## Work to be completed
For each entry that follows, write out an identical copy.

## The data

BEGIN

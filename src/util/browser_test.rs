use super::*;

#[test]
fn install_outcome_accepted() {
    assert_eq!(install_outcome_message("accepted"), "User accepted the install prompt");
}

#[test]
fn install_outcome_anything_else_is_dismissed() {
    assert_eq!(install_outcome_message("dismissed"), "User dismissed the install prompt");
    assert_eq!(install_outcome_message(""), "User dismissed the install prompt");
}

#[cfg(not(feature = "csr"))]
#[test]
fn native_fallbacks_are_inert() {
    assert!(!confirm("Delete?"));
    assert!(!document_visible());
    assert!(is_online());
    assert!(elapsed_since_navigation_ms().is_none());
    assert!((viewport_width() - FALLBACK_VIEWPORT_WIDTH).abs() < f64::EPSILON);
    assert!((0.0..1.0).contains(&random()));
}

#[cfg(not(feature = "csr"))]
#[test]
fn today_is_a_plausible_date() {
    assert!(today().year() >= 2024);
}
//! Conversation history and session identity.
//!
//! A [`ConversationHistory`] is the rolling window of prompt/response text
//! that gives the remote model its conversational context. It is a plain
//! value type; sharing and locking are the caller's business.

use serde::{Deserialize, Serialize};
use std::collections::VecDeque;

/// Default bound on history entries (10 prompt/response exchanges).
pub const DEFAULT_HISTORY_LIMIT: usize = 20;

/// Name of the session used when a caller does not ask for one.
pub const DEFAULT_SESSION: &str = "default";

/// Identifier for one isolated conversation.
#[derive(Debug, Clone, PartialEq, Eq, Hash, Serialize, Deserialize)]
#[serde(transparent)]
pub struct SessionId(String);

impl SessionId {
    pub fn new(id: impl Into<String>) -> Self {
        Self(id.into())
    }

    pub fn as_str(&self) -> &str {
        &self.0
    }

    /// `true` for the process-wide shared session.
    pub fn is_default(&self) -> bool {
        self.0 == DEFAULT_SESSION
    }
}

impl Default for SessionId {
    fn default() -> Self {
        Self(DEFAULT_SESSION.to_string())
    }
}

impl From<&str> for SessionId {
    fn from(s: &str) -> Self {
        Self(s.to_string())
    }
}

impl From<String> for SessionId {
    fn from(s: String) -> Self {
        Self(s)
    }
}

impl std::fmt::Display for SessionId {
    fn fmt(&self, f: &mut std::fmt::Formatter<'_>) -> std::fmt::Result {
        write!(f, "{}", self.0)
    }
}

/// Ordered prompt/response entries, bounded by `limit`.
///
/// Entries alternate user prompt, model response. Whenever an append takes
/// the length past `limit`, the oldest entries are dropped first.
#[derive(Debug, Clone, PartialEq, Eq, Serialize, Deserialize)]
pub struct ConversationHistory {
    entries: VecDeque<String>,
    limit: usize,
}

impl ConversationHistory {
    /// Create an empty history with the default 20-entry bound.
    pub fn new() -> Self {
        Self::with_limit(DEFAULT_HISTORY_LIMIT)
    }

    /// Create an empty history holding at most `limit` entries.
    pub fn with_limit(limit: usize) -> Self {
        Self {
            entries: VecDeque::with_capacity(limit.saturating_add(2)),
            limit,
        }
    }

    pub fn limit(&self) -> usize {
        self.limit
    }

    pub fn len(&self) -> usize {
        self.entries.len()
    }

    pub fn is_empty(&self) -> bool {
        self.entries.is_empty()
    }

    /// Iterate entries oldest first.
    pub fn entries(&self) -> impl Iterator<Item = &str> {
        self.entries.iter().map(String::as_str)
    }

    /// Owned copy of the entries, oldest first.
    pub fn to_vec(&self) -> Vec<String> {
        self.entries.iter().cloned().collect()
    }

    /// Assemble the text sent to the remote model.
    ///
    /// All entries joined by `\n`, then `\n` and the new prompt, so the
    /// prompt always sits on its own line (an empty history yields
    /// `"\n" + prompt`).
    pub fn build_context(&self, prompt: &str) -> String {
        let joined_len: usize = self.entries.iter().map(|e| e.len() + 1).sum();
        let mut context = String::with_capacity(joined_len + prompt.len() + 1);
        for (i, entry) in self.entries.iter().enumerate() {
            if i > 0 {
                context.push('\n');
            }
            context.push_str(entry);
        }
        context.push('\n');
        context.push_str(prompt);
        context
    }

    /// Append one completed exchange: the prompt, then the response.
    ///
    /// Returns how many old entries were evicted to respect the bound.
    pub fn record_exchange(&mut self, prompt: impl Into<String>, response: impl Into<String>) -> usize {
        self.entries.push_back(prompt.into());
        self.entries.push_back(response.into());
        self.truncate()
    }

    /// Append a single entry, evicting the oldest if the bound is exceeded.
    pub fn push(&mut self, entry: impl Into<String>) -> usize {
        self.entries.push_back(entry.into());
        self.truncate()
    }

    pub fn clear(&mut self) {
        self.entries.clear();
    }

    fn truncate(&mut self) -> usize {
        let excess = self.entries.len().saturating_sub(self.limit);
        if excess > 0 {
            self.entries.drain(..excess);
            tracing::trace!(evicted = excess, limit = self.limit, "History truncated");
        }
        excess
    }
}

impl Default for ConversationHistory {
    fn default() -> Self {
        Self::new()
    }
}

END

## Result
filename src/util/browser_test.rs
use super::*;

#[test]
fn install_outcome_accepted() {
    assert_eq!(install_outcome_message("accepted"), "User accepted the install prompt");
}

#[test]
fn install_outcome_anything_else_is_dismissed() {
    assert_eq!(install_outcome_message("dismissed"), "User dismissed the install prompt");
    assert_eq!(install_outcome_message(""), "User dismissed the install prompt");
}

#[cfg(not(feature = "csr"))]
#[test]
fn native_fallbacks_are_inert() {
    assert!(!confirm("Delete?"));
    assert!(!document_visible());
    assert!(is_online());
    assert!(elapsed_since_navigation_ms().is_none());
    assert!((viewport_width() - FALLBACK_VIEWPORT_WIDTH).abs() < f64::EPSILON);
    assert!((0.0..1.0).contains(&random()));
}

#[cfg(not(feature = "csr"))]
#[test]
fn today_is_a_plausible_date() {
    assert!(today().year() >= 2024);
}
//! Conversation history and session identity.
//!
//! A [`ConversationHistory`] is the rolling window of prompt/response text
//! that gives the remote model its conversational context. It is a plain
//! value type; sharing and locking are the caller's business.

use serde::{Deserialize, Serialize};
use std::collections::VecDeque;

/// Default bound on history entries (10 prompt/response exchanges).
pub const DEFAULT_HISTORY_LIMIT: usize = 20;

/// Name of the session used when a caller does not ask for one.
pub const DEFAULT_SESSION: &str = "default";

/// Identifier for one isolated conversation.
#[derive(Debug, Clone, PartialEq, Eq, Hash, Serialize, Deserialize)]
#[serde(transparent)]
pub struct SessionId(String);

impl SessionId {
    pub fn new(id: impl Into<String>) -> Self {
        Self(id.into())
    }

    pub fn as_str(&self) -> &str {
        &self.0
    }

    /// `true` for the process-wide shared session.
    pub fn is_default(&self) -> bool {
        self.0 == DEFAULT_SESSION
    }
}

impl Default for SessionId {
    fn default() -> Self {
        Self(DEFAULT_SESSION.to_string())
    }
}

impl From<&str> for SessionId {
    fn from(s: &str) -> Self {
        Self(s.to_string())
    }
}

impl From<String> for SessionId {
    fn from(s: String) -> Self {
        Self(s)
    }
}

impl std::fmt::Display for SessionId {
    fn fmt(&self, f: &mut std::fmt::Formatter<'_>) -> std::fmt::Result {
        write!(f, "{}", self.0)
    }
}

/// Ordered prompt/response entries, bounded by `limit`.
///
/// Entries alternate user prompt, model response. Whenever an append takes
/// the length past `limit`, the oldest entries are dropped first.
#[derive(Debug, Clone, PartialEq, Eq, Serialize, Deserialize)]
pub struct ConversationHistory {
    entries: VecDeque<String>,
    limit: usize,
}

impl ConversationHistory {
    /// Create an empty history with the default 20-entry bound.
    pub fn new() -> Self {
        Self::with_limit(DEFAULT_HISTORY_LIMIT)
    }

    /// Create an empty history holding at most `limit` entries.
    pub fn with_limit(limit: usize) -> Self {
        Self {
            entries: VecDeque::with_capacity(limit.saturating_add(2)),
            limit,
        }
    }

    pub fn limit(&self) -> usize {
        self.limit
    }

    pub fn len(&self) -> usize {
        self.entries.len()
    }

    pub fn is_empty(&self) -> bool {
        self.entries.is_empty()
    }

    /// Iterate entries oldest first.
    pub fn entries(&self) -> impl Iterator<Item = &str> {
        self.entries.iter().map(String::as_str)
    }

    /// Owned copy of the entries, oldest first.
    pub fn to_vec(&self) -> Vec<String> {
        self.entries.iter().cloned().collect()
    }

    /// Assemble the text sent to the remote model.
    ///
    /// All entries joined by `\n`, then `\n` and the new prompt, so the
    /// prompt always sits on its own line (an empty history yields
    /// `"\n" + prompt`).
    pub fn build_context(&self, prompt: &str) -> String {
        let joined_len: usize = self.entries.iter().map(|e| e.len() + 1).sum();
        let mut context = String::with_capacity(joined_len + prompt.len() + 1);
        for (i, entry) in self.entries.iter().enumerate() {
            if i > 0 {
                context.push('\n');
            }
            context.push_str(entry);
        }
        context.push('\n');
        context.push_str(prompt);
        context
    }

    /// Append one completed exchange: the prompt, then the response.
    ///
    /// Returns how many old entries were evicted to respect the bound.
    pub fn record_exchange(&mut self, prompt: impl Into<String>, response: impl Into<String>) -> usize {
        self.entries.push_back(prompt.into());
        self.entries.push_back(response.into());
        self.truncate()
    }

    /// Append a single entry, evicting the oldest if the bound is exceeded.
    pub fn push(&mut self, entry: impl Into<String>) -> usize {
        self.entries.push_back(entry.into());
        self.truncate()
    }

    pub fn clear(&mut self) {
        self.entries.clear();
    }

    fn truncate(&mut self) -> usize {
        let excess = self.entries.len().saturating_sub(self.limit);
        if excess > 0 {
            self.entries.drain(..excess);
            tracing::trace!(evicted = excess, limit = self.limit, "History truncated");
        }
        excess
    }
}

impl Default for ConversationHistory {
    fn default() -> Self {
        Self::new()
    }
}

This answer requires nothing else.